Segment Start: MATERIALS PROVIDED

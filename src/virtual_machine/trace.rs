//! JSON step trace.
//!
//! Each handled instruction produces one [`Snapshot`] of the whole machine.
//! [`JsonTrace`] streams snapshots into a JSON array as they arrive:
//!
//! ```text
//! [
//!   {"step":1,"instr":"push 2","line":1,"stack":[...],"registers":[...]},
//!   {"step":2,...}
//! ]
//! ```

use crate::virtual_machine::errors::VMError;
use crate::virtual_machine::program::Instruction;
use crate::virtual_machine::vm::registers::Registers;
use crate::virtual_machine::vm::stack::{SLOT_SIZE, Stack};
use serde::Serialize;
use std::io::Write;

/// One stack entry as rendered in the trace.
#[derive(Clone, Debug, Eq, PartialEq, Serialize)]
pub struct StackSlot {
    pub id: u64,
    /// Distance from the bottom of the stack.
    pub pos: usize,
    pub size: usize,
    pub value: i64,
}

/// One register as rendered in the trace.
#[derive(Clone, Debug, Eq, PartialEq, Serialize)]
pub struct RegisterSlot {
    pub name: &'static str,
    pub pos: usize,
    pub size: usize,
    pub value: i64,
}

/// Machine state captured right after a handled instruction.
#[derive(Clone, Debug, Eq, PartialEq, Serialize)]
pub struct Snapshot<'a> {
    pub step: usize,
    pub instr: &'a str,
    pub line: usize,
    pub stack: Vec<StackSlot>,
    pub registers: Vec<RegisterSlot>,
}

impl<'a> Snapshot<'a> {
    pub fn capture(
        step: usize,
        instruction: &'a Instruction,
        stack: &Stack,
        registers: &Registers,
    ) -> Self {
        Self {
            step,
            instr: &instruction.source,
            line: instruction.line,
            stack: stack
                .entries()
                .iter()
                .enumerate()
                .map(|(pos, entry)| StackSlot {
                    id: entry.id,
                    pos,
                    size: entry.size,
                    value: entry.value,
                })
                .collect(),
            registers: registers
                .iter()
                .enumerate()
                .map(|(pos, (name, value))| RegisterSlot {
                    name,
                    pos,
                    size: SLOT_SIZE,
                    value,
                })
                .collect(),
        }
    }
}

/// Receives snapshots from the VM, one per handled instruction.
pub trait StepSink {
    fn record(&mut self, snapshot: &Snapshot<'_>) -> Result<(), VMError>;
}

/// Collects snapshots as JSON values.
impl StepSink for Vec<serde_json::Value> {
    fn record(&mut self, snapshot: &Snapshot<'_>) -> Result<(), VMError> {
        let value = serde_json::to_value(snapshot).map_err(|e| VMError::IoError {
            path: "<memory>".to_string(),
            source: e.to_string(),
        })?;
        self.push(value);
        Ok(())
    }
}

/// Streams snapshots into a JSON array on `out`.
///
/// The opening bracket is written lazily, so [`JsonTrace::finish`] must be
/// called to produce a complete array (an empty one if nothing was recorded).
pub struct JsonTrace<W: Write> {
    out: W,
    name: String,
    count: usize,
}

impl<W: Write> JsonTrace<W> {
    /// `name` identifies the destination in error messages.
    pub fn new(out: W, name: impl Into<String>) -> Self {
        Self {
            out,
            name: name.into(),
            count: 0,
        }
    }

    /// Number of snapshots written so far.
    pub fn len(&self) -> usize {
        self.count
    }

    pub fn is_empty(&self) -> bool {
        self.count == 0
    }

    fn io_error(&self, err: impl ToString) -> VMError {
        VMError::IoError {
            path: self.name.clone(),
            source: err.to_string(),
        }
    }

    /// Closes the array, flushes, and returns the writer.
    pub fn finish(mut self) -> Result<W, VMError> {
        let closing: &[u8] = if self.count == 0 { b"[\n\n]\n" } else { b"\n]\n" };
        self.out
            .write_all(closing)
            .and_then(|_| self.out.flush())
            .map_err(|e| self.io_error(e))?;
        Ok(self.out)
    }
}

impl<W: Write> StepSink for JsonTrace<W> {
    fn record(&mut self, snapshot: &Snapshot<'_>) -> Result<(), VMError> {
        let separator: &[u8] = if self.count == 0 { b"[\n  " } else { b",\n  " };
        self.out
            .write_all(separator)
            .map_err(|e| self.io_error(e))?;
        serde_json::to_writer(&mut self.out, snapshot).map_err(|e| self.io_error(e))?;
        self.count += 1;
        Ok(())
    }
}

Segment End: MATERIALS PROVIDED

> WORK TO COMPLETE
Give again, exactly as written, the lines running from the first line of the data above through the line that contains "use crate::virtual_machine::errors::VMError;".

> EXERCISE ANSWER
filename src/virtual_machine/trace.rs
//! JSON step trace.
//!
//! Each handled instruction produces one [`Snapshot`] of the whole machine.
//! [`JsonTrace`] streams snapshots into a JSON array as they arrive:
//!
//! ```text
//! [
//!   {"step":1,"instr":"push 2","line":1,"stack":[...],"registers":[...]},
//!   {"step":2,...}
//! ]
//! ```

use crate::virtual_machine::errors::VMError;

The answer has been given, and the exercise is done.